Агроном вопросительно посмотрел на Белозерова.

– Смотрите сами… – буркнул Белозеров, видно было: не хочет отпустить агронома.

И Лучка, умягчая его, сказал:

– Ты тоже иди с нами. Вечер на носу…

Конечно, Лучка приглашал Стефана Ивановича против своей воли. Не даст Белозеров поговорить с человеком, потянет разговор совсем в другую сторону. Лучше бы он отказался, черт лупоглазый! Так нет, собрался. Ну не досада ли! Когда подошли к воротам дома, за стеклом окна промелькнуло испуганное лицо тещи, выглянула и скрылась за косяком Елена. «Дикари и дуры ошалелые!» – со злостью подумал Лучка. Помня, на что способна его Елена прекрасная, как только зашел в дом и усадил гостей, поманил ее пальцем в сени.

– Если ты мне устроишь ту же штуку, что с Батохой, – угроблю. Этот мужик хотя и не семейский, принимай его, будто он твой брат родной! Поняла?

– Ну?

– Да не нукай и не ходи дождевой тучей. Вся моя жизнь от этого человека в полной зависимости. Поняла?

– А кто он?

– Агроном.

– Это как понимать – большой начальник?

– Тебе это понять не по силам. Тут маловато. – Лучка постучал пальцем по лбу жены. – Смотри, Елена!

– А чем угощать – самогонкой или городским вином? Есть у меня в запасе.

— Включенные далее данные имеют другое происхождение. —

pub mod bio;
pub mod cli;
pub mod core;

pub use crate::bio::kmer::{extract_successors, SuccessorTable};
pub use crate::core::search::{find_minimal_k, KmerSearch, SearchOutcome};

use std::path::PathBuf;
use thiserror::Error;

#[derive(Error, Debug)]
pub enum KFinderError {
    #[error("IO error: {0}")]
    Io(#[from] std::io::Error),

    #[error("Cannot read {path}: {source}")]
    Source {
        path: PathBuf,
        #[source]
        source: std::io::Error,
    },

    #[error("Invalid configuration: {0}")]
    Config(String),

    #[error("No k up to {max_k} gives every k-mer a unique successor")]
    SearchExhausted { max_k: usize },
}

pub type Result<T> = std::result::Result<T, KFinderError>;
//! Error taxonomy shared by both drivers
//!
//! Every fallible operation returns [`Result<T>`]. The error carries a
//! [`ErrorKind`] from a closed set, a transport-specific `detail` code and a
//! static diagnostic message. The set of kinds is part of the external
//! contract: callers dispatch on [`Error::kind`] to pick a propagation
//! policy (see [`Error::is_flow_signal`], [`Error::is_transport_failure`]
//! and [`Error::is_input_error`]).

/// Failure kinds reported by the drivers and their transports.
///
/// The transport-granular `I2c*` kinds are produced by [`Transport`]
/// implementations; everything else is produced by the drivers themselves.
///
/// [`Transport`]: crate::transport::Transport
#[derive(Debug, Clone, Copy, PartialEq, Eq)]
#[cfg_attr(feature = "defmt", derive(defmt::Format))]
pub enum ErrorKind {
    /// `init()` has not completed (or `shutdown()` was called)
    NotInitialized,
    /// A configuration value was rejected at init time
    InvalidConfig,
    /// An argument to an operation was rejected
    InvalidParam,
    /// The device did not respond to an identifying read
    DeviceNotFound,
    /// The chip-ID register did not contain the expected value
    ChipIdMismatch,
    /// Factory calibration failed validation
    CalibrationInvalid,
    /// No sample is available yet
    MeasurementNotReady,
    /// Compensation arithmetic failed (divisor collapsed to zero)
    CompensationError,
    /// The driver or device is busy with a conflicting operation
    Busy,
    /// Work has been scheduled; not an error and not yet a result
    InProgress,
    /// An operation exceeded its deadline
    Timeout,
    /// A received data word did not match its CRC byte
    CrcMismatch,
    /// The device reported the last command as failed
    CommandFailed,
    /// The device reported a checksum error on a written data word
    WriteCrcError,
    /// The operation requires a capability this build does not provide
    Unsupported,
    /// Unclassified I2C failure
    I2cError,
    /// Address byte was not acknowledged during a write
    I2cNackAddr,
    /// A data byte was not acknowledged during a write
    I2cNackData,
    /// The read header (address + R) was not acknowledged
    I2cNackRead,
    /// The I2C transaction timed out
    I2cTimeout,
    /// Bus-level fault (arbitration loss, stuck line, ...)
    I2cBus,
}

/// Error value returned by every fallible driver operation.
///
/// `detail` is implementation specific: transports put their native error
/// code there, and choke-point translations (e.g. `DeviceNotFound`) carry
/// the detail of the transport failure they subsume.
#[derive(Debug, Clone, Copy, PartialEq, Eq)]
#[cfg_attr(feature = "defmt", derive(defmt::Format))]
pub struct Error {
    kind: ErrorKind,
    detail: i32,
    message: &'static str,
}

impl Error {
    /// Create an error with a zero detail code.
    pub const fn new(kind: ErrorKind, message: &'static str) -> Self {
        Self {
            kind,
            detail: 0,
            message,
        }
    }

    /// Create an error carrying a transport-specific detail code.
    pub const fn with_detail(kind: ErrorKind, message: &'static str, detail: i32) -> Self {
        Self {
            kind,
            detail,
            message,
        }
    }

    /// The failure kind.
    pub const fn kind(&self) -> ErrorKind {
        self.kind
    }

    /// Transport-specific detail code (0 when not applicable).
    pub const fn detail(&self) -> i32 {
        self.detail
    }

    /// Static diagnostic message.
    pub const fn message(&self) -> &'static str {
        self.message
    }

    /// Same error with the detail code replaced.
    pub const fn detailed(self, detail: i32) -> Self {
        Self { detail, ..self }
    }

    /// Flow signals are neither failures nor results: the caller is expected
    /// to keep driving the state machine (`Busy`, `InProgress`,
    /// `MeasurementNotReady`).
    pub const fn is_flow_signal(&self) -> bool {
        matches!(
            self.kind,
            ErrorKind::Busy | ErrorKind::InProgress | ErrorKind::MeasurementNotReady
        )
    }

    /// Transport failures are counted by the health monitor and surfaced
    /// as-is; `recover()` is the caller's tool.
    pub const fn is_transport_failure(&self) -> bool {
        matches!(
            self.kind,
            ErrorKind::I2cError
                | ErrorKind::I2cNackAddr
                | ErrorKind::I2cNackData
                | ErrorKind::I2cNackRead
                | ErrorKind::I2cTimeout
                | ErrorKind::I2cBus
                | ErrorKind::Timeout
        )
    }

    /// Only the transport-granular `I2c*` kinds: the signal init and probe
    /// use to diagnose "no device at this address". A generic `Timeout`
    /// (e.g. from the command-spacing guard) is not bus evidence and must
    /// not be reinterpreted as an absent device.
    pub const fn is_i2c_failure(&self) -> bool {
        matches!(
            self.kind,
            ErrorKind::I2cError
                | ErrorKind::I2cNackAddr
                | ErrorKind::I2cNackData
                | ErrorKind::I2cNackRead
                | ErrorKind::I2cTimeout
                | ErrorKind::I2cBus
        )
    }

    /// Input errors indicate a programmer mistake; they bypass the health
    /// monitor and are never retried.
    pub const fn is_input_error(&self) -> bool {
        matches!(
            self.kind,
            ErrorKind::NotInitialized
                | ErrorKind::InvalidConfig
                | ErrorKind::InvalidParam
                | ErrorKind::Unsupported
        )
    }

    pub(crate) const fn not_initialized() -> Self {
        Self::new(ErrorKind::NotInitialized, "init() not called")
    }

    pub(crate) const fn invalid_config(message: &'static str) -> Self {
        Self::new(ErrorKind::InvalidConfig, message)
    }

    pub(crate) const fn invalid_param(message: &'static str) -> Self {
        Self::new(ErrorKind::InvalidParam, message)
    }

    pub(crate) const fn busy(message: &'static str) -> Self {
        Self::new(ErrorKind::Busy, message)
    }

    pub(crate) const fn not_ready(message: &'static str) -> Self {
        Self::new(ErrorKind::MeasurementNotReady, message)
    }

    pub(crate) const fn timeout(message: &'static str) -> Self {
        Self::new(ErrorKind::Timeout, message)
    }

    pub(crate) const fn unsupported(message: &'static str) -> Self {
        Self::new(ErrorKind::Unsupported, message)
    }

    pub(crate) const fn crc_mismatch(message: &'static str) -> Self {
        Self::new(ErrorKind::CrcMismatch, message)
    }

    pub(crate) const fn device_not_found(detail: i32) -> Self {
        Self::with_detail(ErrorKind::DeviceNotFound, "device not responding", detail)
    }
}

impl core::fmt::Display for Error {
    fn fmt(&self, f: &mut core::fmt::Formatter<'_>) -> core::fmt::Result {
        if self.detail != 0 {
            write!(f, "{:?}: {} (detail {})", self.kind, self.message, self.detail)
        } else {
            write!(f, "{:?}: {}", self.kind, self.message)
        }
    }
}

/// Crate-wide result alias.
pub type Result<T> = core::result::Result<T, Error>;

/// Returned by request operations once work has been scheduled.
///
/// The measurement is *in progress*: drive [`tick`] past `ready_at_ms`
/// (wraparound-safe) to complete it, then collect the sample.
///
/// [`tick`]: crate::sht3x::Sht3x::tick
#[derive(Debug, Clone, Copy, PartialEq, Eq)]
#[cfg_attr(feature = "defmt", derive(defmt::Format))]
#[must_use]
pub struct Scheduled {
    /// Millisecond timestamp at which the sample is expected to be ready.
    pub ready_at_ms: u32,
}
impl Standby {
    pub(crate) fn bits(self) -> u8 {
        match self {
            Self::Ms0_5 => 0,
            Self::Ms62_5 => 1,
            Self::Ms125 => 2,
            Self::Ms250 => 3,
            Self::Ms500 => 4,
            Self::Ms1000 => 5,
            Self::Ms10 => 6,
            Self::Ms20 => 7,
        }
    }

    /// Interval in whole milliseconds, rounded up.
    fn interval_ms(self) -> u32 {
        match self {
            Self::Ms0_5 => 1,
            Self::Ms62_5 => 63,
            Self::Ms125 => 125,
            Self::Ms250 => 250,
            Self::Ms500 => 500,
            Self::Ms1000 => 1000,
            Self::Ms10 => 10,
            Self::Ms20 => 20,
        }
    }
}

/// Converted measurement.
#[derive(Debug, Clone, Copy, PartialEq, Default)]
#[cfg_attr(feature = "defmt", derive(defmt::Format))]
pub struct Measurement {
    /// Temperature in degrees Celsius
    pub temperature_c: f32,
    /// Pressure in Pascal
    pub pressure_pa: f32,
    /// Relative humidity in percent
    pub humidity_pct: f32,
}

/// Raw ADC values from the 8-byte data burst.
#[derive(Debug, Clone, Copy, PartialEq, Eq, Default)]
#[cfg_attr(feature = "defmt", derive(defmt::Format))]
pub struct RawSample {
    /// 20-bit temperature reading
    pub adc_temperature: i32,
    /// 20-bit pressure reading
    pub adc_pressure: i32,
    /// 16-bit humidity reading
    pub adc_humidity: i32,
}

/// Fixed-point compensated values.
#[derive(Debug, Clone, Copy, PartialEq, Eq, Default)]
#[cfg_attr(feature = "defmt", derive(defmt::Format))]
pub struct CompensatedSample {
    /// Temperature × 100 (2508 = 25.08 °C)
    pub temp_c_x100: i32,
    /// Pressure in Pascal
    pub pressure_pa: u32,
    /// Relative humidity × 1024 (Q22.10; 44802 = 43.75 %RH)
    pub humidity_pct_x1024: u32,
}

/// Raw images of the calibration register blocks.
#[derive(Debug, Clone, Copy, PartialEq, Eq)]
#[cfg_attr(feature = "defmt", derive(defmt::Format))]
pub struct CalibrationRaw {
    /// 26 bytes at 0x88 (T1..T3, P1..P9)
    pub tp: [u8; CALIB_TP_LEN],
    /// 1 byte at 0xA1 (H1)
    pub h1: u8,
    /// 7 bytes at 0xE1 (H2..H6)
    pub h: [u8; CALIB_H_LEN],
}
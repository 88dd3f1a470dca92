//! SHT3x command words, status masks and timing tables
//!
//! Every device interaction is a 16-bit command written MSB-first.
//! Parameterized writes append a big-endian data word plus a CRC-8 over the
//! data word; read bursts come back as `(msb, lsb, crc)` triplets.

use super::{AlertLimitKind, ClockStretching, PeriodicRate, Repeatability};

/// ADDR pin low (GND).
pub const I2C_ADDR_LOW: u8 = 0x44;
/// ADDR pin high (VDD).
pub const I2C_ADDR_HIGH: u8 = 0x45;

/// I2C general-call address, target of the bus-wide reset.
pub(crate) const GENERAL_CALL_ADDR: u8 = 0x00;
/// Second byte of the general-call reset sequence.
pub(crate) const GENERAL_CALL_RESET_BYTE: u8 = 0x06;

// Single-shot, clock stretching enabled / disabled, by repeatability.
pub(crate) const CMD_SINGLE_SHOT_STRETCH_HIGH: u16 = 0x2C06;
pub(crate) const CMD_SINGLE_SHOT_STRETCH_MED: u16 = 0x2C0D;
pub(crate) const CMD_SINGLE_SHOT_STRETCH_LOW: u16 = 0x2C10;
pub(crate) const CMD_SINGLE_SHOT_NO_STRETCH_HIGH: u16 = 0x2400;
pub(crate) const CMD_SINGLE_SHOT_NO_STRETCH_MED: u16 = 0x240B;
pub(crate) const CMD_SINGLE_SHOT_NO_STRETCH_LOW: u16 = 0x2416;

// Periodic acquisition, by rate and repeatability.
pub(crate) const CMD_PERIODIC_0_5_HIGH: u16 = 0x2032;
pub(crate) const CMD_PERIODIC_0_5_MED: u16 = 0x2024;
pub(crate) const CMD_PERIODIC_0_5_LOW: u16 = 0x202F;
pub(crate) const CMD_PERIODIC_1_HIGH: u16 = 0x2130;
pub(crate) const CMD_PERIODIC_1_MED: u16 = 0x2126;
pub(crate) const CMD_PERIODIC_1_LOW: u16 = 0x212D;
pub(crate) const CMD_PERIODIC_2_HIGH: u16 = 0x2236;
pub(crate) const CMD_PERIODIC_2_MED: u16 = 0x2220;
pub(crate) const CMD_PERIODIC_2_LOW: u16 = 0x222B;
pub(crate) const CMD_PERIODIC_4_HIGH: u16 = 0x2334;
pub(crate) const CMD_PERIODIC_4_MED: u16 = 0x2322;
pub(crate) const CMD_PERIODIC_4_LOW: u16 = 0x2329;
pub(crate) const CMD_PERIODIC_10_HIGH: u16 = 0x2737;
pub(crate) const CMD_PERIODIC_10_MED: u16 = 0x2721;
pub(crate) const CMD_PERIODIC_10_LOW: u16 = 0x272A;

/// Readout of the latest periodic sample.
pub(crate) const CMD_FETCH_DATA: u16 = 0xE000;
/// Accelerated response time: continuous acquisition at 4 Hz.
pub(crate) const CMD_ART: u16 = 0x2B32;
/// Stop periodic/ART acquisition.
pub(crate) const CMD_BREAK: u16 = 0x3093;

pub(crate) const CMD_READ_STATUS: u16 = 0xF32D;
pub(crate) const CMD_CLEAR_STATUS: u16 = 0x3041;
pub(crate) const CMD_SOFT_RESET: u16 = 0x30A2;
pub(crate) const CMD_HEATER_ENABLE: u16 = 0x306D;
pub(crate) const CMD_HEATER_DISABLE: u16 = 0x3066;
pub(crate) const CMD_SERIAL_STRETCH: u16 = 0x3780;
pub(crate) const CMD_SERIAL_NO_STRETCH: u16 = 0x3682;

pub(crate) const CMD_ALERT_READ_HIGH_SET: u16 = 0xE11F;
pub(crate) const CMD_ALERT_READ_HIGH_CLEAR: u16 = 0xE114;
pub(crate) const CMD_ALERT_READ_LOW_CLEAR: u16 = 0xE109;
pub(crate) const CMD_ALERT_READ_LOW_SET: u16 = 0xE102;
pub(crate) const CMD_ALERT_WRITE_HIGH_SET: u16 = 0x611D;
pub(crate) const CMD_ALERT_WRITE_HIGH_CLEAR: u16 = 0x6116;
pub(crate) const CMD_ALERT_WRITE_LOW_CLEAR: u16 = 0x610B;
pub(crate) const CMD_ALERT_WRITE_LOW_SET: u16 = 0x6100;

// Status register bit masks (16-bit word).
pub(crate) const STATUS_ALERT_PENDING: u16 = 0x8000;
pub(crate) const STATUS_HEATER_ON: u16 = 0x2000;
pub(crate) const STATUS_RH_ALERT: u16 = 0x0800;
pub(crate) const STATUS_T_ALERT: u16 = 0x0400;
pub(crate) const STATUS_RESET_DETECTED: u16 = 0x0010;
pub(crate) const STATUS_COMMAND_ERROR: u16 = 0x0002;
pub(crate) const STATUS_WRITE_CRC_ERROR: u16 = 0x0001;

/// Measurement burst: T word + CRC, RH word + CRC.
pub(crate) const MEASUREMENT_DATA_LEN: usize = 6;
/// Status burst: one word + CRC.
pub(crate) const STATUS_DATA_LEN: usize = 3;
/// Serial-number burst: two words, each with CRC.
pub(crate) const SERIAL_DATA_LEN: usize = 6;
/// Alert-limit burst: one word + CRC.
pub(crate) const ALERT_DATA_LEN: usize = 3;

pub(crate) fn command_for_single_shot(rep: Repeatability, stretch: ClockStretching) -> u16 {
    let stretch = stretch == ClockStretching::Enabled;
    match rep {
        Repeatability::High => {
            if stretch {
                CMD_SINGLE_SHOT_STRETCH_HIGH
            } else {
                CMD_SINGLE_SHOT_NO_STRETCH_HIGH
            }
        }
        Repeatability::Medium => {
            if stretch {
                CMD_SINGLE_SHOT_STRETCH_MED
            } else {
                CMD_SINGLE_SHOT_NO_STRETCH_MED
            }
        }
        Repeatability::Low => {
            if stretch {
                CMD_SINGLE_SHOT_STRETCH_LOW
            } else {
                CMD_SINGLE_SHOT_NO_STRETCH_LOW
            }
        }
    }
}

pub(crate) fn command_for_periodic(rep: Repeatability, rate: PeriodicRate) -> u16 {
    match rate {
        PeriodicRate::Mps0_5 => match rep {
            Repeatability::High => CMD_PERIODIC_0_5_HIGH,
            Repeatability::Medium => CMD_PERIODIC_0_5_MED,
            Repeatability::Low => CMD_PERIODIC_0_5_LOW,
        },
        PeriodicRate::Mps1 => match rep {
            Repeatability::High => CMD_PERIODIC_1_HIGH,
            Repeatability::Medium => CMD_PERIODIC_1_MED,
            Repeatability::Low => CMD_PERIODIC_1_LOW,
        },
        PeriodicRate::Mps2 => match rep {
            Repeatability::High => CMD_PERIODIC_2_HIGH,
            Repeatability::Medium => CMD_PERIODIC_2_MED,
            Repeatability::Low => CMD_PERIODIC_2_LOW,
        },
        PeriodicRate::Mps4 => match rep {
            Repeatability::High => CMD_PERIODIC_4_HIGH,
            Repeatability::Medium => CMD_PERIODIC_4_MED,
            Repeatability::Low => CMD_PERIODIC_4_LOW,
        },
        PeriodicRate::Mps10 => match rep {
            Repeatability::High => CMD_PERIODIC_10_HIGH,
            Repeatability::Medium => CMD_PERIODIC_10_MED,
            Repeatability::Low => CMD_PERIODIC_10_LOW,
        },
    }
}

pub(crate) fn command_for_alert_read(kind: AlertLimitKind) -> u16 {
    match kind {
        AlertLimitKind::HighSet => CMD_ALERT_READ_HIGH_SET,
        AlertLimitKind::HighClear => CMD_ALERT_READ_HIGH_CLEAR,
        AlertLimitKind::LowClear => CMD_ALERT_READ_LOW_CLEAR,
        AlertLimitKind::LowSet => CMD_ALERT_READ_LOW_SET,
    }
}

pub(crate) fn command_for_alert_write(kind: AlertLimitKind) -> u16 {
    match kind {
        AlertLimitKind::HighSet => CMD_ALERT_WRITE_HIGH_SET,
        AlertLimitKind::HighClear => CMD_ALERT_WRITE_HIGH_CLEAR,
        AlertLimitKind::LowClear => CMD_ALERT_WRITE_LOW_CLEAR,
        AlertLimitKind::LowSet => CMD_ALERT_WRITE_LOW_SET,
    }
}

/// Device sampling interval per periodic rate.
pub(crate) fn period_ms_for_rate(rate: PeriodicRate) -> u32 {
    match rate {
        PeriodicRate::Mps0_5 => 2000,
        PeriodicRate::Mps1 => 1000,
        PeriodicRate::Mps2 => 500,
        PeriodicRate::Mps4 => 250,
        PeriodicRate::Mps10 => 100,
    }
}

/// Worst-case conversion time by repeatability; the low-VDD column of the
/// datasheet is a little slower.
pub(crate) fn base_measurement_ms(rep: Repeatability, low_vdd: bool) -> u32 {
    if low_vdd {
        match rep {
            Repeatability::Low => 5,
            Repeatability::Medium => 7,
            Repeatability::High => 16,
        }
    } else {
        match rep {
            Repeatability::Low => 4,
            Repeatability::Medium => 6,
            Repeatability::High => 15,
        }
    }
}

– Зажилила от меня? Давай… Ну, все.

– Лука, а Лука… – Елена снизила голос до шепота. – К нам Ферапонт пришел.

– Какой Ферапонт?

– Ну, уставщик. Из тюрьмы его выпустили по немощности.

– Где он?

– Да за печкой сидит. Увидели вас и от греха подальше затолкали, бедного.

– Тьфу! Гони его к едреной матери! Сейчас же гони!

– Ты что, бог с тобой! Он же маме моей родня, он же уставщик наш. Ты что говоришь-то?

– Гони! К чертовой бабушке его. Вся твоя родня и так у меня в печенке сидит.

– Сдурел, Лука… Куда же его погонишь, когда люди в избе?

– И верно. Ну, скажи ему, пусть там не шебаршит! Ни звука чтобы!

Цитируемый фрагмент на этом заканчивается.